Cultura

Il Premio Letterario “Primavera è Donna 2023

Il Premio Letterario “Primavera è Donna 2023: Maddalena, le altre e la metamorfosi” ed i suoi premi speciali “Territorio & Cultura”, riservati a donne artiste e imprenditrici del territorio bresciano e gardesano, ci hanno permesso di conoscere un’azienda bresciana che è attiva da oltre 60 anni, la Busi Giovanni Srl di Botticino Sera.
L’azienda nasce nel 1958 grazie all’intuito di un giovane di poco più di trent’anni, Giovanni Busi, che all’epoca ha 32 anni.
La Busi Giovanni S.r.l. sarà sponsor ufficiale di “Primavera è Donna 2023”. Saranno infatti offerti dall’azienda i premi assegnati alle vincitrici delle quattro diverse categorie dei “Premi Territorio & Cultura”. I premi saranno assegnati a donne che si saranno contraddistinte nelle loro rispettive attività imprenditoriali ed artistiche.
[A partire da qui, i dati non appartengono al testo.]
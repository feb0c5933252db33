// SPDX-License-Identifier: Apache-2.0 OR MIT
// Copyright (c) 2025-2026 naskel.com

//! HTTP request handlers.

use crate::AppState;
use axum::{
    body::Bytes,
    extract::State,
    http::{header, HeaderMap, StatusCode},
    response::{IntoResponse, Response},
    Json,
};
use chrono::Utc;
use flate2::read::GzDecoder;
use metrics_receiver::IngestError;
use serde::Serialize;
use std::io::Read;
use std::sync::Arc;
use tracing::{error, info};

/// API error response
#[derive(Debug, Serialize)]
pub struct ApiError {
    pub error: String,
    pub code: u16,
}

impl ApiError {
    fn new(status: StatusCode, error: impl Into<String>) -> Self {
        Self {
            error: error.into(),
            code: status.as_u16(),
        }
    }

    fn bad_request(error: impl Into<String>) -> Self {
        Self::new(StatusCode::BAD_REQUEST, error)
    }
}

impl IntoResponse for ApiError {
    fn into_response(self) -> Response {
        let status = StatusCode::from_u16(self.code).unwrap_or(StatusCode::INTERNAL_SERVER_ERROR);
        (status, Json(self)).into_response()
    }
}

/// POST /api/influx/v1/write
pub async fn write(
    State(state): State<Arc<AppState>>,
    headers: HeaderMap,
    body: Bytes,
) -> Result<StatusCode, ApiError> {
    let payload = decode_body(&headers, &body, state.max_body_bytes)?;

    match state.receiver.ingest(&payload, Utc::now()).await {
        Ok(report) => {
            info!(
                "Processed write request; lines: {}, non-critical errors: {}",
                report.points,
                report.non_critical.len()
            );
            Ok(StatusCode::NO_CONTENT)
        }
        Err(IngestError::Parse(e)) => {
            error!("Failed to parse line protocol request: {}", e);
            Err(ApiError::bad_request(format!(
                "An error occurred while parsing the line protocol request: {}",
                e
            )))
        }
        // Already logged by the receiver
        Err(IngestError::Output(failure)) => Err(ApiError::bad_request(failure.to_string())),
    }
}

/// Decompress (when gzip-encoded) and decode the request body.
fn decode_body(headers: &HeaderMap, body: &[u8], limit: usize) -> Result<String, ApiError> {
    let gzip = headers
        .get(header::CONTENT_ENCODING)
        .and_then(|v| v.to_str().ok())
        .is_some_and(|v| v.trim().eq_ignore_ascii_case("gzip"));

    let raw = if gzip {
        let mut out = Vec::new();
        GzDecoder::new(body)
            .take(limit as u64 + 1)
            .read_to_end(&mut out)
            .map_err(|e| {
                error!("Failed to decompress request body: {}", e);
                ApiError::bad_request("An error occurred while trying to read the request body")
            })?;
        if out.len() > limit {
            return Err(ApiError::new(
                StatusCode::PAYLOAD_TOO_LARGE,
                format!("Decompressed body exceeds {} bytes", limit),
            ));
        }
        out
    } else {
        body.to_vec()
    };

    String::from_utf8(raw).map_err(|_| ApiError::bad_request("Request body is not valid UTF-8"))
}

/// GET /api/influx/v1/query
pub async fn query() -> Response {
    (StatusCode::FORBIDDEN, "Not supported").into_response()
}

/// GET /api/health/check
pub async fn health(State(state): State<Arc<AppState>>) -> Response {
    if state.enrichment_enabled && !state.receiver.cache().is_valid() {
        return (StatusCode::SERVICE_UNAVAILABLE, "Invalid enrichment cache").into_response();
    }
    StatusCode::OK.into_response()
}

/// GET /api/enrichment/cacheinfo
pub async fn cache_info(State(state): State<Arc<AppState>>) -> Response {
    (StatusCode::OK, Json(state.receiver.cache().status())).into_response()
}

/// GET /api/v1/info - Service info
pub async fn info(State(state): State<Arc<AppState>>) -> Response {
    let info = serde_json::json!({
        "name": "metrics-receiver",
        "version": env!("CARGO_PKG_VERSION"),
        "outputs": state.receiver.output_names(),
        "enrichment": state.enrichment_enabled,
        "endpoints": [
            "/api/influx/v1/write",
            "/api/influx/v1/query",
            "/api/health/check",
            "/api/enrichment/cacheinfo",
            "/api/v1/info"
        ]
    });

    (StatusCode::OK, Json(info)).into_response()
}
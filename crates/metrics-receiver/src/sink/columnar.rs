// SPDX-License-Identifier: Apache-2.0 OR MIT
// Copyright (c) 2025-2026 naskel.com

//! Columnar (relational) sink.
//!
//! Each measurement maps to a target table whose columns are:
//!
//! ```text
//! time | data | <fields_as_columns...> | <tags_as_columns...>
//! ```
//!
//! `data` is a JSON object holding every tag and field not projected into a
//! column (a field wins over a tag with the same key). A projected column
//! whose tag or field is absent on a point is written as NULL.
//!
//! One [`ColumnarSink::write`] call is one transaction: every batch is
//! appended, each append's row count is checked, and any failure rolls the
//! whole call back.

use crate::config::{ColumnarOutput, OutputConfig};
use crate::error::{BackendError, PipelineError};
use crate::point::{FieldValue, Point, PointGroup};
use chrono::{DateTime, Utc};
use serde_json::{Map, Value};
use std::future::Future;
use tracing::{debug, warn};

/// Name of the timestamp column.
pub const TIME_COLUMN: &str = "time";

/// Name of the JSON overflow column.
pub const DATA_COLUMN: &str = "data";

/// One cell of a columnar row.
#[derive(Debug, Clone, PartialEq)]
pub enum ColumnValue {
    Null,
    Timestamp(DateTime<Utc>),
    /// Serialized JSON object.
    Json(String),
    Integer(i64),
    Float(f64),
    Text(String),
}

impl From<&FieldValue> for ColumnValue {
    fn from(value: &FieldValue) -> Self {
        match value {
            FieldValue::Integer(v) => ColumnValue::Integer(*v),
            FieldValue::Float(v) => ColumnValue::Float(*v),
            FieldValue::Text(v) => ColumnValue::Text(v.clone()),
        }
    }
}

/// Rows destined for one table.
#[derive(Debug, Clone, PartialEq)]
pub struct ColumnarBatch {
    pub table: String,
    pub columns: Vec<String>,
    pub rows: Vec<Vec<ColumnValue>>,
}

impl ColumnarBatch {
    pub fn len(&self) -> usize {
        self.rows.len()
    }

    pub fn is_empty(&self) -> bool {
        self.rows.is_empty()
    }
}

/// Build one batch per group from the output's column projections.
pub fn build_batches(
    groups: &[PointGroup],
    output: &ColumnarOutput,
) -> Result<Vec<ColumnarBatch>, PipelineError> {
    let mut batches = Vec::with_capacity(groups.len());

    for group in groups {
        let config = output.columnar_measurement(&group.measurement).ok_or_else(|| {
            PipelineError::UnknownMeasurement {
                measurement: group.measurement.clone(),
            }
        })?;

        let mut columns =
            Vec::with_capacity(2 + config.fields_as_columns.len() + config.tags_as_columns.len());
        columns.push(TIME_COLUMN.to_string());
        columns.push(DATA_COLUMN.to_string());
        columns.extend(config.fields_as_columns.iter().cloned());
        columns.extend(config.tags_as_columns.iter().cloned());

        let rows = group
            .points
            .iter()
            .map(|p| build_row(p, &config.fields_as_columns, &config.tags_as_columns))
            .collect();

        batches.push(ColumnarBatch {
            table: config.target_table.clone(),
            columns,
            rows,
        });
    }

    Ok(batches)
}

fn build_row(point: &Point, field_columns: &[String], tag_columns: &[String]) -> Vec<ColumnValue> {
    let mut data = Map::new();
    for (key, value) in point.tags() {
        if !tag_columns.contains(key) {
            data.insert(key.clone(), Value::String(value.clone()));
        }
    }
    for (key, value) in point.fields() {
        if !field_columns.contains(key) {
            data.insert(key.clone(), field_to_json(value));
        }
    }

    let mut row = Vec::with_capacity(2 + field_columns.len() + tag_columns.len());
    row.push(ColumnValue::Timestamp(point.timestamp()));
    row.push(ColumnValue::Json(Value::Object(data).to_string()));
    for column in field_columns {
        row.push(
            point
                .fields()
                .get(column)
                .map(ColumnValue::from)
                .unwrap_or(ColumnValue::Null),
        );
    }
    for column in tag_columns {
        row.push(
            point
                .tags()
                .get(column)
                .map(|v| ColumnValue::Text(v.clone()))
                .unwrap_or(ColumnValue::Null),
        );
    }
    row
}

fn field_to_json(value: &FieldValue) -> Value {
    match value {
        FieldValue::Integer(v) => Value::from(*v),
        // NaN and infinities become null
        FieldValue::Float(v) => Value::from(*v),
        FieldValue::Text(v) => Value::String(v.clone()),
    }
}

/// An open transaction on a columnar store.
///
/// Dropping a transaction without committing must roll it back.
pub trait ColumnarTransaction: Send {
    /// Append `batch.rows` to `batch.table`, returning the inserted row count.
    fn append_rows(
        &mut self,
        batch: &ColumnarBatch,
    ) -> impl Future<Output = Result<u64, BackendError>> + Send;

    fn commit(self) -> impl Future<Output = Result<(), BackendError>> + Send;

    fn rollback(self) -> impl Future<Output = Result<(), BackendError>> + Send;
}

/// A columnar store able to open transactions.
pub trait ColumnarBackend: Send + Sync {
    type Transaction: ColumnarTransaction;

    fn begin(&self) -> impl Future<Output = Result<Self::Transaction, BackendError>> + Send;
}

/// Columnar output bound to its backend.
pub struct ColumnarSink<B> {
    output: ColumnarOutput,
    backend: B,
}

impl<B: ColumnarBackend> ColumnarSink<B> {
    pub fn new(output: ColumnarOutput, backend: B) -> Self {
        Self { output, backend }
    }

    pub fn output(&self) -> &ColumnarOutput {
        &self.output
    }

    /// Write prepared groups in a single transaction.
    ///
    /// Returns the number of rows committed. Nothing is visible in the
    /// store unless every batch was appended in full.
    pub async fn write(&self, groups: &[PointGroup]) -> Result<usize, PipelineError> {
        let batches = build_batches(groups, &self.output)?;
        let total: usize = batches.iter().map(ColumnarBatch::len).sum();
        if total == 0 {
            return Ok(0);
        }

        let name = self.output.name();
        let mut tx = self
            .backend
            .begin()
            .await
            .map_err(|e| PipelineError::sink(name, e))?;

        for batch in batches.iter().filter(|b| !b.is_empty()) {
            let expected = batch.len() as u64;
            let outcome = match tx.append_rows(batch).await {
                Ok(actual) if actual == expected => Ok(()),
                Ok(actual) => Err(BackendError::RowCount { expected, actual }),
                Err(e) => Err(e),
            };

            if let Err(e) = outcome {
                if let Err(rollback_err) = tx.rollback().await {
                    warn!("{}: rollback failed: {}", name, rollback_err);
                }
                return Err(PipelineError::sink(name, e));
            }
            debug!("{}: appended {} rows to '{}'", name, expected, batch.table);
        }

        tx.commit().await.map_err(|e| PipelineError::sink(name, e))?;
        Ok(total)
    }
}

#[cfg(test)]
mod tests {
    use super::*;
    use crate::config::ColumnarMeasurement;
    use crate::error::ErrorKind;
    use crate::point::{Fields, Tags};
    use crate::sink::memory::MemoryColumnarBackend;

    fn metric(name: &str, tags: &[(&str, &str)], fields: &[(&str, FieldValue)]) -> Point {
        let tags: Tags = tags
            .iter()
            .map(|(k, v)| (k.to_string(), v.to_string()))
            .collect();
        let fields: Fields = fields
            .iter()
            .map(|(k, v)| (k.to_string(), v.clone()))
            .collect();
        Point::new(name, tags, fields, DateTime::from_timestamp_nanos(1_600_000_000))
    }

    fn output() -> ColumnarOutput {
        ColumnarOutput::new("sql", ":memory:")
            .measurement(
                "metric",
                ColumnarMeasurement::new("metric_table")
                    .fields(["field1", "field2"])
                    .tags(["host", "state"]),
            )
            .measurement("other", ColumnarMeasurement::new("other_table"))
    }

    fn groups() -> Vec<PointGroup> {
        vec![
            PointGroup {
                measurement: "metric".into(),
                points: vec![
                    metric(
                        "metric",
                        &[("host", "h1"), ("state", "up"), ("warn", "warn_value")],
                        &[
                            ("field1", FieldValue::Integer(1)),
                            ("added_tag", FieldValue::Text("added_tag_value".into())),
                        ],
                    ),
                    metric("metric", &[("host", "h2")], &[("field2", FieldValue::Float(0.5))]),
                ],
            },
            PointGroup {
                measurement: "other".into(),
                points: vec![metric("other", &[], &[("v", FieldValue::Integer(3))])],
            },
        ]
    }

    #[test]
    fn test_row_layout() {
        let batches = build_batches(&groups(), &output()).unwrap();
        assert_eq!(batches.len(), 2);

        let batch = &batches[0];
        assert_eq!(batch.table, "metric_table");
        assert_eq!(
            batch.columns,
            vec!["time", "data", "field1", "field2", "host", "state"]
        );

        let row = &batch.rows[0];
        assert_eq!(
            row[0],
            ColumnValue::Timestamp(DateTime::from_timestamp_nanos(1_600_000_000))
        );
        let ColumnValue::Json(ref data) = row[1] else {
            panic!("data column is not JSON");
        };
        let data: Value = serde_json::from_str(data).unwrap();
        assert_eq!(
            data,
            serde_json::json!({"warn": "warn_value", "added_tag": "added_tag_value"})
        );
        assert_eq!(row[2], ColumnValue::Integer(1));
        assert_eq!(row[3], ColumnValue::Null);
        assert_eq!(row[4], ColumnValue::Text("h1".into()));
        assert_eq!(row[5], ColumnValue::Text("up".into()));

        let second = &batch.rows[1];
        assert_eq!(second[2], ColumnValue::Null);
        assert_eq!(second[3], ColumnValue::Float(0.5));
        assert_eq!(second[5], ColumnValue::Null);
    }

    #[test]
    fn test_field_wins_in_data_column() {
        let out = ColumnarOutput::new("sql", ":memory:")
            .measurement("m", ColumnarMeasurement::new("t"));
        let groups = vec![PointGroup {
            measurement: "m".into(),
            points: vec![metric(
                "m",
                &[("dup", "tag")],
                &[("dup", FieldValue::Integer(9))],
            )],
        }];

        let batches = build_batches(&groups, &out).unwrap();
        let ColumnValue::Json(ref data) = batches[0].rows[0][1] else {
            panic!("data column is not JSON");
        };
        assert_eq!(data, r#"{"dup":9}"#);
    }

    #[test]
    fn test_unknown_measurement() {
        let groups = vec![PointGroup {
            measurement: "nope".into(),
            points: vec![metric("nope", &[], &[("v", FieldValue::Integer(1))])],
        }];
        let err = build_batches(&groups, &output()).unwrap_err();
        assert_eq!(err.kind(), ErrorKind::UnknownMeasurement);
    }

    #[tokio::test]
    async fn test_write_commits_all_batches() {
        let backend = MemoryColumnarBackend::new();
        let sink = ColumnarSink::new(output(), backend.clone());

        assert_eq!(sink.write(&groups()).await.unwrap(), 3);
        assert_eq!(backend.rows("metric_table").len(), 2);
        assert_eq!(backend.rows("other_table").len(), 1);
        assert_eq!(backend.commits(), 1);
        assert_eq!(backend.rollbacks(), 0);
    }

    #[tokio::test]
    async fn test_failed_batch_rolls_back_everything() {
        let backend = MemoryColumnarBackend::new();
        backend.fail_on_table("other_table");
        let sink = ColumnarSink::new(output(), backend.clone());

        let err = sink.write(&groups()).await.unwrap_err();
        assert_eq!(err.kind(), ErrorKind::SinkWrite);
        assert!(backend.rows("metric_table").is_empty());
        assert_eq!(backend.commits(), 0);
        assert_eq!(backend.rollbacks(), 1);
    }

    #[tokio::test]
    async fn test_row_count_mismatch_rolls_back() {
        let backend = MemoryColumnarBackend::new();
        backend.set_short_write(true);
        let sink = ColumnarSink::new(output(), backend.clone());

        let err = sink.write(&groups()).await.unwrap_err();
        assert!(matches!(
            err,
            PipelineError::SinkWrite {
                source: BackendError::RowCount { expected: 2, actual: 1 },
                ..
            }
        ));
        assert!(backend.rows("metric_table").is_empty());
        assert_eq!(backend.rollbacks(), 1);
    }

    #[tokio::test]
    async fn test_empty_write_opens_no_transaction() {
        let backend = MemoryColumnarBackend::new();
        backend.set_closed(true);
        let sink = ColumnarSink::new(output(), backend.clone());

        assert_eq!(sink.write(&[]).await.unwrap(), 0);
        assert_eq!(backend.commits(), 0);
    }
}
L’azienda inizia la sua attività nella trasformazione di macchine per calze che, grazie alla genialità di Giovanni, vengono dotate di un dispositivo (poi brevettato), grazie al quale le macchine per la produzione di calze da donna vennero convertite alla produzione di calze sportive in spugna.
La storia di questa azienda, la sua nascita, la sua crescita e i traguardi raggiunti rappresentano una vera storia italiana, quella della grande creatività che hanno fatto del nostro paese un’eccellenza industriale assoluta apprezzata in tutto il mondo… apprezzata e, purtroppo, spesso anche copiata…
Ma non vedo modo migliore di conoscere la storia della Giovanni Busi Srl che farcela raccontare direttamente da Catina Busi, figlia del fondatore e direttore generale dell’azienda.
Catina buongiorno, e grazie di aver accettato di fare quattro chiacchiere con noi. Inizialmente ho accennato alla nascita dell’azienda, a quel 1958 dove suo padre Giovanni decise di fare il grande passo di fondare una sua azienda. Cosa ha spinto un giovane di 32 anni a iniziare quel percorso che è arrivato fino ai giorni nostri e che tanta strada ancora deve percorrere?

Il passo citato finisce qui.